Ca2+ and calmodulin differentially modulate myo-inositol 1,4,5-trisphosphate (IP)3-binding to the recombinant ligand-binding domains of the various IP3 receptor isoforms

We have expressed the N-terminal 581 amino acids of type I myo-inositol 1,4,5-trisphosphate receptor (IP(3)R1), IP(3)R2 and IP3RS as recombinant proteins [ligand-binding site 1 (lbs-1), lbs-2, lbs-3] in the soluble fraction of Escherichia coli. These recombinant proteins contain the complete IP3-binding domain and bound IP3 and adenophostin A with high affinity. Ca2+ and calmodulin were previously found to maximally inhibit IP3 binding to lbs-1 by 42 +/- 6 and 43 +/- 6%, respectively, and with an IC50 of approx. 200 nM and 3 mu M respectively [Sipma, De Smet, Sienaert, Vanlingen, Missiaen, Parys and De Smedt (1999) J. Biol.

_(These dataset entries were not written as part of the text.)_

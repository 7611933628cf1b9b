//! Ranked items and the caller-owned collection they live in.
//!
//! A [`RankedItem`] carries a `rank` (the only sort key) and a
//! `capture_order` (a creation-time sequence number that is never consulted
//! when ordering, only when checking whether a sort kept equal ranks in their
//! original relative order).
//!
//! A [`Collection`] owns up to [`Collection::MAX_SIZE`] items, guarantees that
//! capture orders are unique, and keeps a bounded undo history of its own
//! edits. Algorithms only ever see `&Collection` and work on a private copy.

use std::collections::HashSet;
use std::fmt;

use rand::rngs::SmallRng;
use rand::seq::SliceRandom;
use rand::SeedableRng;
use serde::{Deserialize, Serialize};

use crate::error::{Error, Result};
use crate::history::UndoHistory;

/// Number of edits [`Collection::undo`] can roll back.
const UNDO_DEPTH: usize = 10;

/// Ordering direction for sorts and sortedness checks.
#[derive(Debug, Clone, Copy, PartialEq, Eq, Hash, Default, Serialize, Deserialize)]
#[serde(rename_all = "snake_case")]
pub enum SortDirection {
    /// Smallest rank first.
    #[default]
    Ascending,
    /// Largest rank first.
    Descending,
}

impl SortDirection {
    /// Returns true if `left` must move behind `right` in this direction.
    ///
    /// Strict: equal ranks are never out of order.
    #[must_use]
    pub fn out_of_order(self, left: i64, right: i64) -> bool {
        match self {
            Self::Ascending => left > right,
            Self::Descending => left < right,
        }
    }

    /// Returns the opposite direction.
    #[must_use]
    pub fn reversed(self) -> Self {
        match self {
            Self::Ascending => Self::Descending,
            Self::Descending => Self::Ascending,
        }
    }
}

impl fmt::Display for SortDirection {
    fn fmt(&self, f: &mut fmt::Formatter<'_>) -> fmt::Result {
        let s = match self {
            Self::Ascending => "ascending",
            Self::Descending => "descending",
        };
        write!(f, "{s}")
    }
}
use rand::rngs::SmallRng;
use rand::{Rng, SeedableRng};

use crate::algorithms::{check_input, AlgorithmKind, PartitionScheme, PivotStrategy, DEFAULT_SEED};
use crate::analysis::partition_balance;
use crate::collection::{Collection, RankedItem, SortDirection};
use crate::error::Result;
use crate::step::{AlgorithmInfo, Span, Step, StepKind, StepTrace, TraceRecorder};

use super::{finish, push_complete};

/// Quick sort with a configurable pivot strategy and partition scheme.
/// Unstable, in-place.
#[derive(Debug, Clone, Copy, PartialEq, Eq)]
pub struct QuickSort {
    direction: SortDirection,
    pivot: PivotStrategy,
    partition: PartitionScheme,
    seed: u64,
}

impl Default for QuickSort {
    fn default() -> Self {
        Self::new(SortDirection::Ascending)
    }
}

/// Per-run mutable state threaded through the recursion.
struct Partitioner<'a> {
    data: Vec<RankedItem>,
    recorder: &'a mut TraceRecorder,
    rng: SmallRng,
}

impl QuickSort {
    /// FIRST pivot, TWO_WAY partition.
    #[must_use]
    pub fn new(direction: SortDirection) -> Self {
        Self {
            direction,
            pivot: PivotStrategy::First,
            partition: PartitionScheme::TwoWay,
            seed: DEFAULT_SEED,
        }
    }

    /// Sets the pivot strategy.
    #[must_use]
    pub fn with_pivot(mut self, pivot: PivotStrategy) -> Self {
        self.pivot = pivot;
        self
    }

    /// Sets the partition scheme.
    #[must_use]
    pub fn with_partition(mut self, partition: PartitionScheme) -> Self {
        self.partition = partition;
        self
    }

    /// Sets the seed used by RANDOM pivots.
    #[must_use]
    pub fn with_seed(mut self, seed: u64) -> Self {
        self.seed = seed;
        self
    }

    /// Direction the sort orders by.
    #[must_use]
    pub fn direction(&self) -> SortDirection {
        self.direction
    }

    /// Pivot strategy.
    #[must_use]
    pub fn pivot(&self) -> PivotStrategy {
        self.pivot
    }

    /// Partition scheme.
    #[must_use]
    pub fn partition(&self) -> PartitionScheme {
        self.partition
    }

    /// Static metadata.
    #[must_use]
    pub fn info(&self) -> AlgorithmInfo {
        let scheme = match self.partition {
            PartitionScheme::TwoWay => "2-Way",
            PartitionScheme::ThreeWay => "3-Way",
        };
        AlgorithmInfo {
            kind: AlgorithmKind::Quick,
            name: format!("Quick Sort ({} Pivot, {scheme})", self.pivot.title()),
            stable: false,
            in_place: true,
        }
    }

    /// Sorts a copy of `collection`.
    pub fn run(&self, collection: &Collection) -> Result<StepTrace> {
        check_input(collection)?;
        let mut recorder = TraceRecorder::new(self.info(), collection.items());
        let mut state = Partitioner {
            data: collection.snapshot(),
            recorder: &mut recorder,
            rng: SmallRng::seed_from_u64(self.seed),
        };
        let last = state.data.len() - 1;

        self.sort_range(&mut state, 0, last, 0);

        let data = state.data;
        push_complete(&mut recorder, &data);
        Ok(finish(recorder, collection.items(), &data, self.direction))
    }

    fn sort_range(&self, state: &mut Partitioner<'_>, left: usize, right: usize, depth: usize) {
        if left >= right {
            return;
        }
        let pivot = self.select_pivot(state, left, right);
        let description = format!(
            "Select pivot {} at position {pivot} ({} strategy)",
            state.data[pivot],
            self.pivot.title()
        );
        state.recorder.push(
            Step::new(StepKind::PivotSelect, &state.data)
                .indices([pivot])
                .ranges([Span::new(left, right)])
                .depth(depth)
                .describe(description),
        );

        let (low, high) = match self.partition {
            PartitionScheme::TwoWay => {
                let slot = self.lomuto(state, left, right, pivot, depth);
                (slot, slot)
            }
            PartitionScheme::ThreeWay => self.dutch_flag(state, left, right, pivot, depth),
        };

        let balance = partition_balance(low - left, right - high, right - left + 1);
        let placed = if low == high {
            format!("Pivot {} is in its final position {low}", state.data[low])
        } else {
            format!("Equal group {} is in its final position", Span::new(low, high))
        };
        state.recorder.push(
            Step::new(StepKind::MarkSorted, &state.data)
                .indices(low..=high)
                .ranges([Span::new(left, right)])
                .depth(depth)
                .describe(format!("{placed}; partition {balance}")),
        );

        if low > left {
            self.sort_range(state, left, low - 1, depth + 1);
        }
        self.sort_range(state, high + 1, right, depth + 1);
    }

    fn select_pivot(&self, state: &mut Partitioner<'_>, left: usize, right: usize) -> usize {
        match self.pivot {
            PivotStrategy::First => left,
            PivotStrategy::Last => right,
            PivotStrategy::Random => state.rng.random_range(left..=right),
            PivotStrategy::MedianOfThree => {
                let mid = left + (right - left) / 2;
                let candidates = [left, mid, right];
                let mut ranks = candidates.map(|i| state.data[i].rank());
                ranks.sort_unstable();
                let median = ranks[1];
                candidates
                    .into_iter()
                    .find(|&i| state.data[i].rank() == median)
                    .unwrap_or(mid)
            }
        }
    }

    /// Lomuto partition with the pivot parked at `left`. Returns the pivot's
    /// final slot.
    fn lomuto(
        &self,
        state: &mut Partitioner<'_>,
        left: usize,
        right: usize,
        pivot: usize,
        depth: usize,
    ) -> usize {
        let range = Span::new(left, right);
        if pivot != left {
            move_item(state, pivot, left, range, depth, "Park pivot at the start of the range");
        }
        let pivot_rank = state.data[left].rank();

        let mut boundary = left;
        for j in left + 1..=right {
            state.recorder.count_comparison();
            if !self.direction.out_of_order(state.data[j].rank(), pivot_rank) {
                boundary += 1;
                if boundary != j {
                    move_item(state, j, boundary, range, depth, "Move to the left of the pivot");
                }
            }
        }

        if boundary != left {
            move_item(state, left, boundary, range, depth, "Move pivot into its final slot");
        }
        boundary
    }

    /// Three-way partition. Returns the inclusive bounds of the equal group.
    fn dutch_flag(
        &self,
        state: &mut Partitioner<'_>,
        left: usize,
        right: usize,
        pivot: usize,
        depth: usize,
    ) -> (usize, usize) {
        let range = Span::new(left, right);
        let pivot_rank = state.data[pivot].rank();
        let (mut lt, mut i, mut gt) = (left, left, right);

        // The pivot itself always stays in [lt, gt], so gt never drops below left.
        while i <= gt {
            state.recorder.count_comparison();
            let rank = state.data[i].rank();
            if self.direction.out_of_order(pivot_rank, rank) {
                if lt != i {
                    move_item(state, i, lt, range, depth, "Move into the lower region");
                }
                lt += 1;
                i += 1;
            } else if self.direction.out_of_order(rank, pivot_rank) {
                if i != gt {
                    move_item(state, i, gt, range, depth, "Move into the upper region");
                }
                gt -= 1;
            } else {
                i += 1;
            }
        }
        (lt, gt)
    }
}

/// Swaps `from` and `to` and records a PARTITION_MOVE.
fn move_item(
    state: &mut Partitioner<'_>,
    from: usize,
    to: usize,
    range: Span,
    depth: usize,
    action: &str,
) {
    state.data.swap(from, to);
    state.recorder.count_swap();
    let description = format!("{action}: {} goes to position {to}", state.data[to]);
    state.recorder.push(
        Step::new(StepKind::PartitionMove, &state.data)
            .indices([from, to])
            .ranges([range])
            .depth(depth)
            .describe(description),
    );
}
use std::cmp::Ordering;

use crate::algorithms::check_input;
use crate::collection::{Collection, RankedItem, SortDirection};
use crate::error::{Error, Result};
use crate::step::{AlgorithmInfo, Outcome, Span, Step, StepKind, StepTrace, TraceRecorder};

/// Most lookups a binary search over `n` items can need: `floor(log2 n) + 1`.
#[must_use]
pub fn max_lookups(n: usize) -> usize {
    (usize::BITS - n.leading_zeros()) as usize
}

pub(super) fn run(
    info: AlgorithmInfo,
    collection: &Collection,
    target: i64,
    recursive: bool,
) -> Result<StepTrace> {
    check_input(collection)?;
    if let Some(position) = collection.first_inversion(SortDirection::Ascending) {
        return Err(Error::UnsortedInput {
            algorithm: info.name,
            position,
        });
    }

    let data = collection.items();
    let mut recorder = TraceRecorder::new(info, data);
    let mut search = Bisection {
        data,
        target,
        limit: max_lookups(data.len()),
        recorder: &mut recorder,
    };

    let found = if recursive {
        search.recurse(0, data.len() - 1, 0)
    } else {
        search.iterate()
    };
    Ok(recorder.finish(Outcome::Search { target, found }))
}

struct Bisection<'a> {
    data: &'a [RankedItem],
    target: i64,
    limit: usize,
    recorder: &'a mut TraceRecorder,
}

impl Bisection<'_> {
    fn iterate(&mut self) -> Option<usize> {
        let (mut low, mut high) = (0, self.data.len() - 1);
        loop {
            let mid = low + (high - low) / 2;
            match self.lookup(low, high, mid, 0) {
                Ordering::Equal => return Some(mid),
                Ordering::Less if mid < high => low = mid + 1,
                Ordering::Greater if mid > low => high = mid - 1,
                _ => {
                    self.not_found(0);
                    return None;
                }
            }
        }
    }

    fn recurse(&mut self, low: usize, high: usize, depth: usize) -> Option<usize> {
        let mid = low + (high - low) / 2;
        match self.lookup(low, high, mid, depth) {
            Ordering::Equal => Some(mid),
            Ordering::Less if mid < high => self.recurse(mid + 1, high, depth + 1),
            Ordering::Greater if mid > low => self.recurse(low, mid - 1, depth + 1),
            _ => {
                self.not_found(depth);
                None
            }
        }
    }

    /// Records one RANGE_NARROW over `[low, high]` and, on a hit, the FOUND
    /// step. Returns how the inspected rank compares with the target.
    fn lookup(&mut self, low: usize, high: usize, mid: usize, depth: usize) -> Ordering {
        let lookup = self.recorder.count_comparison();
        let item = &self.data[mid];
        let ordering = item.rank().cmp(&self.target);
        let outcome = match ordering {
            Ordering::Equal => "match".to_string(),
            Ordering::Less => {
                format!("{} < {}, continue in the right half", item.rank(), self.target)
            }
            Ordering::Greater => {
                format!("{} > {}, continue in the left half", item.rank(), self.target)
            }
        };
        let description = format!(
            "Lookup {lookup} of at most {}: search {}, middle {item} at {mid}: {outcome}",
            self.limit,
            Span::new(low, high)
        );
        self.recorder.push(
            Step::new(StepKind::RangeNarrow, self.data)
                .indices([mid])
                .ranges([Span::new(low, high)])
                .depth(depth)
                .describe(description),
        );

        if ordering == Ordering::Equal {
            let description = format!(
                "Found target {} at position {mid} after {lookup} lookups",
                self.target
            );
            self.recorder.push(
                Step::new(StepKind::Found, self.data)
                    .indices([mid])
                    .depth(depth)
                    .describe(description),
            );
        }
        ordering
    }

    fn not_found(&mut self, depth: usize) {
        let description = format!(
            "Target {} not found after {} lookups",
            self.target,
            self.recorder.comparisons()
        );
        self.recorder.push(
            Step::new(StepKind::NotFound, self.data)
                .depth(depth)
                .describe(description),
        );
    }
}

Chem. 274, 12157-12562]. We now report that Ca2+ inhibited IP3 binding to lbs-3 with an IC50 of approx. 700 nM (37+/-4% inhibition at 5 mu M Ca2+), while IP3 binding to lbs-2 was not affected by increasing [Ca2+] from 100 nM to 25 mu M. Calmodulin (10 mu M) inhibited IP3 binding to lbs-3 by 37+/-4%, while IP3 binding to lbs-2 was inhibited by only 11+/-2%. The inhibition of IP3 binding to lbs-3 by calmodulin was dose-dependent (IC50 approximate to 2 mu M). We conclude that the IP3-binding domains of the various IP3R isoforms differ in binding characteristics for IP3 and adenophostin A, and are differentially modulated by Ca2+ and calmodulin, suggesting that the various IP3R isoforms can have different intracellular functions.